Parce que je n’ai pas demandé, Parce que je n’ai pas quémandé, On me disait forte. Alors j’ai tenu. J’ai poussé mes limites, encore et encore, jusqu’à ce que tout s’effrite. J’ai voulu comprendre pourquoi tout foutait le camp, pourquoi les repères s’effaçaient, pourquoi la vie semblait me retirer ce que j’avais construit avec tant d’efforts.

J’ai résisté. J’ai voulu continuer à me battre, même quand il n’y avait plus d’énergie, plus de souffle, plus de sens. Je me suis accrochée à l’idée que la force, c’était de ne pas lâcher. Mais la vraie force, je l’ai découverte autrement.

Un jour, le corps a dit stop. L’esprit aussi. Plus rien ne tenait. Et dans cet arrêt forcé, j’ai cru tomber. Mais c’était une descente vers moi.

J’ai cessé de lutter. J’ai laissé aller. Et dans ce détachement, quelque chose s’est ouvert. Un espace. Un silence. Dans ce monde intérieur que j’avais cessé d’écouter pour tenter de performer.
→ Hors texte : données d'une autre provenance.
use super::*;
use crate::document::{DocumentSink, Drawing};
use crate::geometry::{CircleData, LineData, PolylineData};
use approx::assert_abs_diff_eq;

fn only(flag: SnapFlag) -> SnapMode {
    let mut mode = SnapMode::default();
    mode.set(flag, true);
    mode
}

fn line(x1: f64, y1: f64, x2: f64, y2: f64) -> LineData {
    LineData::new(Vector::new(x1, y1), Vector::new(x2, y2))
}

fn drawing_with(entities: Vec<crate::geometry::EntityData>) -> Drawing {
    let mut drawing = Drawing::new();
    for e in entities {
        drawing.add_entity(e);
    }
    drawing
}

// ── Bitfeld ─────────────────────────────────────────────────────────

#[test]
fn test_default_bits_enable_free_grid_endpoint() {
    let mode = SnapMode::from_bits(crate::shared::options::SNAP_MODE_BITS);
    assert!(mode.free && mode.grid && mode.endpoint);
    assert!(!mode.middle && !mode.center && !mode.intersection);
    assert_eq!(mode.restriction, Restriction::Nothing);
}

#[test]
fn test_bits_layout_msb_to_lsb() {
    let mut mode = only(SnapFlag::Intersection);
    mode.restriction = Restriction::Orthogonal;
    assert_eq!(mode.to_bits(), 0b11_0000_0001);

    let mode = SnapMode::from_bits(0b01_0001_0100);
    assert_eq!(mode.restriction, Restriction::Horizontal);
    assert!(mode.middle, "Bit 4 ist Mitte");
    assert!(mode.center, "Bit 2 ist Zentrum");
    assert!(!mode.on_entity);
    assert_eq!(mode.to_bits(), 0b01_0001_0100);
}

// ── Auflösung ───────────────────────────────────────────────────────

#[test]
fn test_endpoint_within_range_wins() {
    let drawing = drawing_with(vec![line(0.0, 0.0, 10.0, 0.0).into()]);
    let mut snapper = Snapper::new(only(SnapFlag::Endpoint), Vector::new(10.0, 10.0));

    let result = snapper.resolve(Vector::new(9.6, 0.3), Vector::invalid(), &drawing);
    assert_eq!(result.snapped, Vector::new(10.0, 0.0));
    assert_eq!(result.raw, Vector::new(9.6, 0.3));
}

#[test]
fn test_far_cursor_falls_back_to_raw_position() {
    let drawing = drawing_with(vec![line(0.0, 0.0, 10.0, 0.0).into()]);
    let mut snapper = Snapper::new(only(SnapFlag::Endpoint), Vector::new(10.0, 10.0));

    let result = snapper.resolve(Vector::new(5.0, 5.0), Vector::invalid(), &drawing);
    assert_eq!(result.snapped, Vector::new(5.0, 5.0));
}

#[test]
fn test_strategies_compete_on_distance() {
    // Endpunkt wird zuerst geprüft, das Zentrum liegt aber näher
    let drawing = drawing_with(vec![
        line(0.0, 0.0, -10.0, 0.0).into(),
        CircleData::new(Vector::new(3.0, 0.0), 1.0).into(),
    ]);
    let mut mode = only(SnapFlag::Endpoint);
    mode.center = true;
    let mut snapper = Snapper::new(mode, Vector::new(10.0, 10.0));

    let result = snapper.resolve(Vector::new(2.5, 0.0), Vector::invalid(), &drawing);
    assert_eq!(result.snapped, Vector::new(3.0, 0.0));
}

#[test]
fn test_grid_snaps_to_nearest_node() {
    let drawing = Drawing::new();
    let mut snapper = Snapper::new(only(SnapFlag::Grid), Vector::new(10.0, 10.0));

    let result = snapper.resolve(Vector::new(12.4, 7.9), Vector::invalid(), &drawing);
    assert_eq!(result.snapped, Vector::new(10.0, 10.0));
}

#[test]
fn test_free_caps_pull_to_half_grid() {
    let drawing = drawing_with(vec![line(0.0, 0.0, 20.0, 0.0).into()]);
    let mut snapper = Snapper::new(only(SnapFlag::Endpoint), Vector::new(10.0, 10.0));
    snapper.snap_range = Some(20.0);

    let cursor = Vector::new(6.5, 0.0);
    let pulled = snapper.resolve(cursor, Vector::invalid(), &drawing);
    assert_eq!(pulled.snapped, Vector::new(0.0, 0.0), "ohne Frei-Fang wird gezogen");

    snapper.set_flag(SnapFlag::Free, true);
    let free = snapper.resolve(cursor, Vector::invalid(), &drawing);
    assert_eq!(free.snapped, cursor, "Versatz > halbe Rasterweite");
}

#[test]
fn test_on_entity_and_intersection() {
    let drawing = drawing_with(vec![
        line(0.0, 0.0, 10.0, 10.0).into(),
        line(0.0, 10.0, 10.0, 0.0).into(),
    ]);
    let mut snapper = Snapper::new(only(SnapFlag::Intersection), Vector::new(10.0, 10.0));
    let result = snapper.resolve(Vector::new(5.3, 4.8), Vector::invalid(), &drawing);
    assert_abs_diff_eq!(result.snapped.x, 5.0, epsilon = 1e-9);
    assert_abs_diff_eq!(result.snapped.y, 5.0, epsilon = 1e-9);

    snapper.set_mode(only(SnapFlag::OnEntity));
    let result = snapper.resolve(Vector::new(2.0, 3.0), Vector::invalid(), &drawing);
    assert_abs_diff_eq!(result.snapped.x, 2.5, epsilon = 1e-9);
    assert_abs_diff_eq!(result.snapped.y, 2.5, epsilon = 1e-9);
}

#[test]
fn test_middle_point_with_divisions() {
    let drawing = drawing_with(vec![line(0.0, 0.0, 12.0, 0.0).into()]);
    let mut snapper = Snapper::new(only(SnapFlag::Middle), Vector::new(10.0, 10.0));
    let result = snapper.resolve(Vector::new(5.5, 0.5), Vector::invalid(), &drawing);
    assert_abs_diff_eq!(result.snapped.x, 6.0, epsilon = 1e-9);

    snapper.middle_divisions = 3;
    let result = snapper.resolve(Vector::new(3.4, 0.5), Vector::invalid(), &drawing);
    assert_abs_diff_eq!(result.snapped.x, 3.0, epsilon = 1e-9);
}

// ── Einschränkung ───────────────────────────────────────────────────

#[test]
fn test_orthogonal_restriction_picks_closer_projection() {
    let drawing = Drawing::new();
    let mut snapper = Snapper::new(SnapMode::default(), Vector::new(10.0, 10.0));
    snapper.set_restriction(Restriction::Orthogonal);

    let result = snapper.resolve(Vector::new(3.0, 4.0), Vector::ZERO, &drawing);
    assert_eq!(result.snapped, Vector::new(0.0, 4.0));

    let result = snapper.resolve(Vector::new(4.0, 3.0), Vector::ZERO, &drawing);
    assert_eq!(result.snapped, Vector::new(4.0, 0.0));
}

#[test]
fn test_horizontal_and_vertical_restriction() {
    let snapper = {
        let mut s = Snapper::new(SnapMode::default(), Vector::new(10.0, 10.0));
        s.set_restriction(Restriction::Horizontal);
        s
    };
    let rz = Vector::new(1.0, 2.0);
    let spot = Vector::new(5.0, 7.0);
    assert_eq!(snapper.restrict(spot, spot, rz), Vector::new(5.0, 2.0));

    let mut snapper = snapper;
    snapper.set_restriction(Restriction::Vertical);
    assert_eq!(snapper.restrict(spot, spot, rz), Vector::new(1.0, 7.0));

    assert_eq!(snapper.restrict(spot, spot, Vector::invalid()), spot, "ohne Nullpunkt keine Einschränkung");
}

#[test]
fn test_suspended_snapper_returns_raw_and_hides_indicator() {
    let drawing = drawing_with(vec![line(0.0, 0.0, 10.0, 0.0).into()]);
    let mut snapper = Snapper::new(only(SnapFlag::Endpoint), Vector::new(10.0, 10.0));
    snapper.resolve(Vector::new(9.6, 0.3), Vector::invalid(), &drawing);
    assert!(snapper.indicator().is_some());

    snapper.suspend();
    let result = snapper.resolve(Vector::new(9.6, 0.3), Vector::invalid(), &drawing);
    assert_eq!(result.snapped, Vector::new(9.6, 0.3));
    assert!(snapper.indicator().is_none());

    snapper.resume();
    assert!(!snapper.is_suspended());
}

// ── Entitäts-Auswahl ────────────────────────────────────────────────

#[test]
fn test_catch_entity_respects_range_and_flags() {
    let mut drawing = Drawing::new();
    let id = drawing.add_entity(line(0.0, 0.0, 10.0, 0.0).into());
    let snapper = Snapper::new(SnapMode::default(), Vector::new(10.0, 10.0));

    let hit = snapper
        .catch_entity(Vector::new(5.0, 1.0), ResolveLevel::None, &drawing)
        .expect("Linie erwartet");
    assert_eq!(hit.id, id);

    assert!(
        snapper.catch_entity(Vector::new(5.0, 8.0), ResolveLevel::None, &drawing).is_none(),
        "außerhalb des Fangradius"
    );

    drawing.set_ignore_on_modification(id, true);
    assert!(snapper.catch_entity(Vector::new(5.0, 1.0), ResolveLevel::None, &drawing).is_none());

    drawing.set_ignore_on_modification(id, false);
    drawing.set_visible(id, false);
    assert!(snapper.catch_entity(Vector::new(5.0, 1.0), ResolveLevel::None, &drawing).is_none());
}

#[test]
fn test_catch_entity_of_kinds_sees_polyline_segments() {
    let mut poly = PolylineData::new(Vector::new(0.0, 0.0));
    poly.add_vertex(Vector::new(10.0, 0.0), 0.0);
    poly.add_vertex(Vector::new(10.0, 10.0), 0.0);
    let mut drawing = Drawing::new();
    let poly_id = drawing.add_entity(poly.into());
    drawing.add_entity(CircleData::new(Vector::new(30.0, 0.0), 2.0).into());
    let snapper = Snapper::new(SnapMode::default(), Vector::new(10.0, 10.0));

    let hit = snapper
        .catch_entity_of_kinds(Vector::new(9.0, 5.0), &[EntityKind::Line], ResolveLevel::All, &drawing)
        .expect("Polylinien-Segment erwartet");
    assert_eq!(hit.id, poly_id);
    assert_eq!(hit.segment, Some(1));
    assert_eq!(hit.container, Some(EntityKind::Polyline));

    assert!(snapper
        .catch_entity_of_kinds(Vector::new(9.0, 5.0), &[EntityKind::Circle], ResolveLevel::All, &drawing)
        .is_none());
}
Plus je me suis connectée à cet espace, plus la clarté est apparue. Une clarté douce, pas celle des grandes réponses, mais celle qui apaise. Celle qui dit : « Tu n’as rien à prouver. Tu as juste à être. »

Alors, ce que je croyais être une défaite s’est révélé être un passage. Ce que je croyais être une perte s’est transformée en lumière. Et ce que je croyais être un cadeau mal emballé… était en réalité le plus précieux des présents : celui de me retrouver.

Ce texte porte mon histoire, mon passage, ma chute, mon arrêt, mon monde intérieur, ma clarté retrouvée. Il porte ce que j’ai traversé, ce que j’ai compris, ce que j’incarne maintenant. Il porte aussi ce que je vais transmettre à toutes les femmes qui m’écouteront.